I interpret Dayan as saying that it was all hypothetical; the 4D block of time was set in stone, from the death of their friends to Alexander then traveling back in time so that Mide and Dayan can become their own ancestors. If one changes the 4D block, so much aether is consumed that it makes it not worth it to do so. The existence of Alexander's ability to rewrite time is itself a paradox - it has the ability to conceive of and create the ideal world, can't use it without damaging the world beyond its possibility to be ideal. That point in history was the most unstable because moment Alexander comes into existence is the moment from which any use of Alexander at any other point in history stems, even if it "predates" it. (Which is precisely why merely going into the Crystal Tower and breaking the Tycoon "right now" in theory shouldn't preclude it's use "anywhen else" if certain other moments are properly exploited.)

But Alexander ensured the closure of the loop which precluded that possibility, and in so doing, any version of history where it did not lock itself in its own anti-paradox prison loop was erased, the same way G'raha thought he would be erased and doesn't understand why he isn't and questions whether the future he was sent from is erased.
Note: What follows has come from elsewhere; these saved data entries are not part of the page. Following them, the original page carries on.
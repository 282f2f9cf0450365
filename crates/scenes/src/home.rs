mod handle;
mod messages;
mod runner;

pub use handle::HomeHandle;
pub use messages::{HomeEvent, HomeIntent};
use runner::HomeCoordinator;

use std::sync::Arc;

use movies::{MovieUseCases, SearchUseCases};
use tokio::sync::mpsc;

/// Spawn the home screen coordinator.
///
/// Returns the handle the presentation layer submits intents through and
/// the stream of events it renders from. The coordinator stops when the
/// handle and every clone of it are dropped.
pub fn spawn(
    movie_cases: Arc<dyn MovieUseCases>,
    search_cases: Arc<dyn SearchUseCases>,
) -> (HomeHandle, mpsc::UnboundedReceiver<HomeEvent>) {
    let (sender, receiver) = mpsc::unbounded_channel();
    let (events, event_stream) = mpsc::unbounded_channel();

    let coordinator =
        HomeCoordinator::new(movie_cases, search_cases, sender.clone(), receiver, events);
    tokio::spawn(coordinator.run());

    (HomeHandle::new(sender), event_stream)
}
One could try to claim that Mezaya was born after Alexander's earliest appearance, but before its summoning, and its summoning was before the Warrior of Light made time "blurry" for it. She thus fits into a gap that is set in stone and can be seen. Mikoto, meanwhile, exists on the threshold of allegedly-shifting time, which is harder to explain. What if she was sitting on the couch reading a magazine one day and was like, "Guys, the Eighth Umbral Era is about to... Huh, wait. Never mind!"